++++ AVAILABLE RECORDS
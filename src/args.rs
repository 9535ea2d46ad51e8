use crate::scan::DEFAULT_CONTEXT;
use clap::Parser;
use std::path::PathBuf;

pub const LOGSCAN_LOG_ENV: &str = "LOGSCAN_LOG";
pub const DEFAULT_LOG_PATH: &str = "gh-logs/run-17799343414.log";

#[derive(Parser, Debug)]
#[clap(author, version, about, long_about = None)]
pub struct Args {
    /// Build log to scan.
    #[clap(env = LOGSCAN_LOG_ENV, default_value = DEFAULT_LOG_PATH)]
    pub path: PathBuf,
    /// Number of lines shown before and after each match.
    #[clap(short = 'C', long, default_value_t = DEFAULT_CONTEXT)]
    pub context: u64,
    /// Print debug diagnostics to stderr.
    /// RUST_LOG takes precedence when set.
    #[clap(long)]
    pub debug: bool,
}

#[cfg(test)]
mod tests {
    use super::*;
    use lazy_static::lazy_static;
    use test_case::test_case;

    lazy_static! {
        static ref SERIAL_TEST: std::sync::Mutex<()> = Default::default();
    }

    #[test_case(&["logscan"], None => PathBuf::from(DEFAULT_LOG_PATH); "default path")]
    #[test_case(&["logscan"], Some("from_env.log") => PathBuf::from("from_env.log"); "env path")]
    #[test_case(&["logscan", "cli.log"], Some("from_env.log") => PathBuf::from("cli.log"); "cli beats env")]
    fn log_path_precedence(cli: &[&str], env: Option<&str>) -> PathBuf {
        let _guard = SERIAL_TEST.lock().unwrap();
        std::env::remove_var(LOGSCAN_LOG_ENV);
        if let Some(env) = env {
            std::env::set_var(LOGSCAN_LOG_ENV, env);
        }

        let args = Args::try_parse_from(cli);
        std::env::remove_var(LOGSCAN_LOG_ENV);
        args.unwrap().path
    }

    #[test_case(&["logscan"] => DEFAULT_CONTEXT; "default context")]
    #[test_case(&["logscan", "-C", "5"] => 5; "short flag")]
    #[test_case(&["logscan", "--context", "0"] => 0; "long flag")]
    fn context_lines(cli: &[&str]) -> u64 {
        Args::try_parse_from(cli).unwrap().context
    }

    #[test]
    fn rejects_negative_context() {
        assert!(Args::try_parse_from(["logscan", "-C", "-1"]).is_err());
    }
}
++++++++
§ **EXERCISE DESCRIPTION**: Output the data exactly, from the first line through the line that holds "use super::*;", so that no later line appears.

§ **YOUR SOLUTION**:
filename src/args.rs
repository 9535ea2d46ad51e8
use crate::scan::DEFAULT_CONTEXT;
use clap::Parser;
use std::path::PathBuf;

pub const LOGSCAN_LOG_ENV: &str = "LOGSCAN_LOG";
pub const DEFAULT_LOG_PATH: &str = "gh-logs/run-17799343414.log";

#[derive(Parser, Debug)]
#[clap(author, version, about, long_about = None)]
pub struct Args {
    /// Build log to scan.
    #[clap(env = LOGSCAN_LOG_ENV, default_value = DEFAULT_LOG_PATH)]
    pub path: PathBuf,
    /// Number of lines shown before and after each match.
    #[clap(short = 'C', long, default_value_t = DEFAULT_CONTEXT)]
    pub context: u64,
    /// Print debug diagnostics to stderr.
    /// RUST_LOG takes precedence when set.
    #[clap(long)]
    pub debug: bool,
}

#[cfg(test)]
mod tests {
    use super::*;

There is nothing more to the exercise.